The other kind of missing data will become apparent once you have coded all the data that you have an explanation for. This remaining missing data is random. Random missing data have no explanation for why they are missing, and it does not appear that there are systematic differences for specific groups in your sample. These missing data, if you only have a very small percentage, might be able to be statistically recovered. For small amounts of missing data, we can impute scores that are best guesses as to what those scores might have been, based on mean of nearby points, or multiple imputation based on variance and co-variances of nearby variables. Randomly missing data also need their own unique code so that you can tabulate how much you have, and perhaps, tell the program how to impute scores to replace these codes.

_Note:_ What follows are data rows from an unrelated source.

//! Binding of input documents against a template's parameter schema.

use dynapi_eval::NodePath;
use serde_json::{Map, Value};

use crate::error::{CodecError, Result};

/// Type placeholders usable in parameter schemas.
#[derive(Debug, Clone, Copy, PartialEq, Eq)]
pub enum Placeholder {
    String,
    Number,
    Bool,
    Object,
    List,
    Any,
}

impl Placeholder {
    pub fn parse(text: &str) -> Option<Self> {
        Some(match text {
            "<string>" => Self::String,
            "<number>" => Self::Number,
            "<bool>" => Self::Bool,
            "<object>" => Self::Object,
            "<list>" => Self::List,
            "<any>" => Self::Any,
            _ => return None,
        })
    }

    fn accepts(self, value: &Value) -> bool {
        match self {
            Self::String => value.is_string(),
            Self::Number => value.is_number(),
            Self::Bool => value.is_boolean(),
            Self::Object => value.is_object(),
            Self::List => value.is_array(),
            Self::Any => true,
        }
    }

    /// Value taken when the input omits the field. Open objects and lists
    /// are concrete even when empty; scalar placeholders are dropped.
    fn absent(self) -> Option<Value> {
        match self {
            Self::Object => Some(Value::Object(Map::new())),
            Self::List => Some(Value::Array(Vec::new())),
            _ => None,
        }
    }

    fn name(self) -> &'static str {
        match self {
            Self::String => "string",
            Self::Number => "number",
            Self::Bool => "bool",
            Self::Object => "object",
            Self::List => "list",
            Self::Any => "any",
        }
    }
}

/// Returns the string if `value` is a concrete string literal.
pub fn literal_str(value: &Value) -> Option<&str> {
    value
        .as_str()
        .filter(|s| Placeholder::parse(s).is_none())
}

/// Binds `input` to `schema`, returning the value stored in the parameter slot.
///
/// `None` means the field is absent from the result.
pub fn bind(schema: &Value, input: Option<&Value>, path: &NodePath) -> Result<Option<Value>> {
    if let Some(placeholder) = schema.as_str().and_then(Placeholder::parse) {
        return match input {
            Some(value) if placeholder.accepts(value) => Ok(Some(value.clone())),
            Some(value) => Err(CodecError::unmarshal(format!(
                "{path}: expected {}, got {}",
                placeholder.name(),
                type_name(value)
            ))),
            None => Ok(placeholder.absent()),
        };
    }

    match schema {
        Value::Object(fields) => {
            let input = match input {
                None => None,
                Some(Value::Object(map)) => Some(map),
                Some(other) => {
                    return Err(CodecError::unmarshal(format!(
                        "{path}: expected object, got {}",
                        type_name(other)
                    )));
                }
            };
            let mut bound = Map::new();
            for (key, field_schema) in fields {
                let field_input = input.and_then(|m| m.get(key));
                if let Some(value) = bind(field_schema, field_input, &path.field(key.clone()))? {
                    bound.insert(key.clone(), value);
                }
            }
            for (key, value) in input.into_iter().flatten() {
                if !fields.contains_key(key) {
                    bound.insert(key.clone(), value.clone());
                }
            }
            Ok(Some(Value::Object(bound)))
        }
        Value::Array(items) => match input {
            None => {
                let mut bound = Vec::with_capacity(items.len());
                for (i, item) in items.iter().enumerate() {
                    if let Some(value) = bind(item, None, &path.index(i))? {
                        bound.push(value);
                    }
                }
                Ok(Some(Value::Array(bound)))
            }
            Some(Value::Array(values)) if values.len() == items.len() => {
                let mut bound = Vec::with_capacity(items.len());
                for (i, (item, value)) in items.iter().zip(values).enumerate() {
                    bound.push(bind(item, Some(value), &path.index(i))?.unwrap_or(Value::Null));
                }
                Ok(Some(Value::Array(bound)))
            }
            Some(Value::Array(values)) => Err(CodecError::unmarshal(format!(
                "{path}: expected list of {} items, got {}",
                items.len(),
                values.len()
            ))),
            Some(other) => Err(CodecError::unmarshal(format!(
                "{path}: expected list, got {}",
                type_name(other)
            ))),
        },
        literal => match input {
            None => Ok(Some(literal.clone())),
            Some(value) if value == literal => Ok(Some(value.clone())),
            Some(value) => Err(CodecError::unmarshal(format!(
                "{path}: conflicting values {literal} and {value}"
            ))),
        },
    }
}

fn type_name(value: &Value) -> &'static str {
    match value {
        Value::Null => "null",
        Value::Bool(_) => "bool",
        Value::Number(_) => "number",
        Value::String(_) => "string",
        Value::Array(_) => "list",
        Value::Object(_) => "object",
    }
}
//! `POST /eval`: evaluates a template document and returns the value at a path.
//!
//! Useful for trying out templates and provider calls without registering a
//! resource. Without `compile` the document is only parsed.

use axum::{
    extract::{Query, State},
    response::{IntoResponse, Response},
};
use dynapi_api::{ApiError, ApiResponse};
use dynapi_eval::{CancellationToken, NodePath};
use dynapi_template::{Template, strip_hidden_keys};
use serde::Deserialize;
use tracing::debug;

use crate::server::AppState;

#[derive(Debug, Default, Deserialize)]
pub struct EvalQuery {
    /// Dotted path of the value to return; the whole document when empty.
    pub path: Option<String>,
    /// Any value other than `false` or `0` evaluates the template.
    pub compile: Option<String>,
}

impl EvalQuery {
    fn compile(&self) -> bool {
        self.compile
            .as_deref()
            .is_some_and(|v| !matches!(v, "false" | "0"))
    }
}

pub async fn eval_handler(
    State(state): State<AppState>,
    Query(query): Query<EvalQuery>,
    body: String,
) -> Result<Response, ApiError> {
    let raw_path = query.path.as_deref().unwrap_or_default();
    let path = NodePath::parse(raw_path)
        .ok_or_else(|| ApiError::bad_request(format!("invalid path: {raw_path}")))?;
    let mut template = Template::parse(&body).map_err(|e| ApiError::bad_request(e.to_string()))?;

    if !query.compile() {
        let value = path
            .lookup(template.doc())
            .cloned()
            .ok_or_else(|| ApiError::bad_request(format!("can't find path {raw_path}")))?;
        return Ok(ApiResponse::ok(value).into_response());
    }

    let evaluator = state.compiler.evaluator();
    template.apply_signatures(evaluator);
    let cancel = CancellationToken::new();
    let _cancel_on_drop = cancel.clone().drop_guard();
    let rendered = template
        .render(evaluator, None, &cancel)
        .await
        .map_err(|e| ApiError::bad_request(e.to_string()))?;
    debug!(calls = rendered.calls, path = %path, "Evaluated template");

    if let Some(site) = rendered.unresolved_under(&path).next() {
        return Err(ApiError::bad_request(format!(
            "{}: unresolved reference {}",
            site.path,
            site.source()
        )));
    }
    let mut value = rendered
        .lookup(&path)
        .cloned()
        .ok_or_else(|| ApiError::bad_request(format!("can't find path {raw_path}")))?;
    strip_hidden_keys(&mut value);
    Ok(ApiResponse::ok(value).into_response())
}

#[cfg(test)]
mod tests {
    use super::*;

    #[test]
    fn test_compile_flag() {
        let q = |v: Option<&str>| EvalQuery {
            path: None,
            compile: v.map(str::to_string),
        };
        assert!(!q(None).compile());
        assert!(q(Some("true")).compile());
        assert!(q(Some("1")).compile());
        assert!(!q(Some("false")).compile());
        assert!(!q(Some("0")).compile());
    }
}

We hope that this section has highlighted for you some measurement and methodological issues that must be addressed to trust and use the data you analyze. If you are still not quite convinced, let us link these issues directly to what you are about to learn about by introducing the concept of the error term. For example, in statistical analyses the bigger the error term, the less likely an effect will be seen even though an effect might actually exist.
A Guiding Principle
An essential guiding principle is an acronym GIGO – garbage in, garbage out. This is especially important when selecting measurement tools, inheriting a dataset with variable names you want to trust at face value and wishing you could ignore how many unexplained empty cells you see in a dataset. If you do not have quality data, there is no way to end with quality answers to your important research questions.